---------- Information shown
use std::sync::Arc;

use chrono::{NaiveDate, Utc};
use serde::Serialize;
use tracing::{debug, info, warn};

use super::access::{AccessPolicy, Caller, RowActions};
use super::derivation::DerivationSoftFailure;
use super::domain::{NewResident, Resident, ResidentId, ResidentSubmission};
use super::query::ResidentQuery;
use super::repository::{RepositoryError, ResidentRepository};
use super::validation::{ResidentValidator, ValidationError};

/// Registry facade composing validation, the visibility scope, and the approval action.
pub struct ResidentRegistryService<R> {
    validator: ResidentValidator,
    repository: Arc<R>,
    access: AccessPolicy,
}

/// A written resident together with any soft derivation failures.
#[derive(Debug, Clone, PartialEq, Eq, Serialize)]
pub struct SavedResident {
    pub resident: Resident,
    #[serde(skip_serializing_if = "Vec::is_empty")]
    pub warnings: Vec<DerivationSoftFailure>,
}

/// Listed resident with the caller's row actions.
#[derive(Debug, Clone, PartialEq, Eq, Serialize)]
pub struct ResidentRow {
    #[serde(flatten)]
    pub resident: Resident,
    pub full_name: String,
    pub actions: RowActions,
}

#[derive(Debug, Clone, PartialEq, Eq)]
pub enum ApprovalOutcome {
    Approved(Resident),
    /// Not offered to this caller for this record; nothing was written.
    Unavailable,
}

impl<R> ResidentRegistryService<R>
where
    R: ResidentRepository + 'static,
{
    pub fn new(repository: Arc<R>, access: AccessPolicy) -> Self {
        Self {
            validator: ResidentValidator::new(),
            repository,
            access,
        }
    }

    pub fn access(&self) -> &AccessPolicy {
        &self.access
    }

    /// Validate a new submission and store it under the caller's identity.
    pub fn create(
        &self,
        caller: &Caller,
        submission: ResidentSubmission,
        today: NaiveDate,
    ) -> Result<SavedResident, RegistryServiceError> {
        let validated = self.validator.validate_and_normalize(submission, today)?;
        log_soft_failures(None, &validated.soft_failures);

        let resident = self.repository.insert(NewResident {
            user_id: caller.user_id,
            details: validated.details,
            created_at: Utc::now(),
        })?;

        info!(resident_id = %resident.id, user_id = %caller.user_id, "resident created");

        Ok(SavedResident {
            resident,
            warnings: validated.soft_failures,
        })
    }

    /// Re-validate and re-normalize an existing record. Owner and approval state are preserved.
    pub fn update(
        &self,
        caller: &Caller,
        id: ResidentId,
        submission: ResidentSubmission,
        today: NaiveDate,
    ) -> Result<SavedResident, RegistryServiceError> {
        let visibility = self.access.visibility_for(caller);
        let existing = self
            .repository
            .fetch(&visibility, id)?
            .ok_or(RepositoryError::NotFound)?;

        let validated = self.validator.validate_and_normalize(submission, today)?;
        log_soft_failures(Some(id), &validated.soft_failures);

        let resident = self.repository.update(
            &visibility,
            Resident {
                details: validated.details,
                updated_at: Utc::now(),
                ..existing
            },
        )?;

        info!(resident_id = %id, user_id = %caller.user_id, "resident updated");

        Ok(SavedResident {
            resident,
            warnings: validated.soft_failures,
        })
    }

    pub fn get(&self, caller: &Caller, id: ResidentId) -> Result<Resident, RegistryServiceError> {
        let visibility = self.access.visibility_for(caller);
        let resident = self
            .repository
            .fetch(&visibility, id)?
            .ok_or(RepositoryError::NotFound)?;
        Ok(resident)
    }

    pub fn list(
        &self,
        caller: &Caller,
        query: &ResidentQuery,
    ) -> Result<Vec<ResidentRow>, RegistryServiceError> {
        let visibility = self.access.visibility_for(caller);
        let rows = self
            .repository
            .list(&visibility, query)?
            .into_iter()
            .map(|resident| ResidentRow {
                full_name: resident.full_name(),
                actions: self.access.row_actions(caller, &resident),
                resident,
            })
            .collect();
        Ok(rows)
    }

    /// Mark a pending record approved. Only elevated callers are offered this.
    pub fn approve(
        &self,
        caller: &Caller,
        id: ResidentId,
    ) -> Result<ApprovalOutcome, RegistryServiceError> {
        if !self.access.is_elevated(caller) {
            debug!(resident_id = %id, user_id = %caller.user_id, "approve not offered to caller");
            return Ok(ApprovalOutcome::Unavailable);
        }

        let visibility = self.access.visibility_for(caller);
        let resident = self
            .repository
            .fetch(&visibility, id)?
            .ok_or(RepositoryError::NotFound)?;

        if !self.access.can_approve(caller, &resident) {
            debug!(resident_id = %id, "resident already approved");
            return Ok(ApprovalOutcome::Unavailable);
        }

        let approved = self.repository.update(
            &visibility,
            Resident {
                is_approved: true,
                updated_at: Utc::now(),
                ..resident
            },
        )?;

        info!(resident_id = %id, user_id = %caller.user_id, "resident approved");
        Ok(ApprovalOutcome::Approved(approved))
    }

    /// Permanently remove the selected records visible to the caller.
    pub fn delete_many(
        &self,
        caller: &Caller,
        ids: &[ResidentId],
    ) -> Result<Vec<ResidentId>, RegistryServiceError> {
        let visibility = self.access.visibility_for(caller);
        let removed = self.repository.delete_many(&visibility, ids)?;
        info!(
            user_id = %caller.user_id,
            requested = ids.len(),
            removed = removed.len(),
            "residents deleted"
        );
        Ok(removed)
    }
}

fn log_soft_failures(id: Option<ResidentId>, failures: &[DerivationSoftFailure]) {
    for failure in failures {
        match id {
            Some(id) => warn!(resident_id = %id, raw = %failure.raw, "{failure}"),
            None => warn!(raw = %failure.raw, "{failure}"),
        }
    }
}

/// Error raised by the registry service.
#[derive(Debug, thiserror::Error)]
pub enum RegistryServiceError {
    #[error(transparent)]
    Validation(#[from] ValidationError),
    #[error(transparent)]
    Repository(#[from] RepositoryError),
}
--------------------
• _Exercise description_:
Lines holding the word "super" should be counted across the entries; state only how many there are.

• _Answer for the task_:
6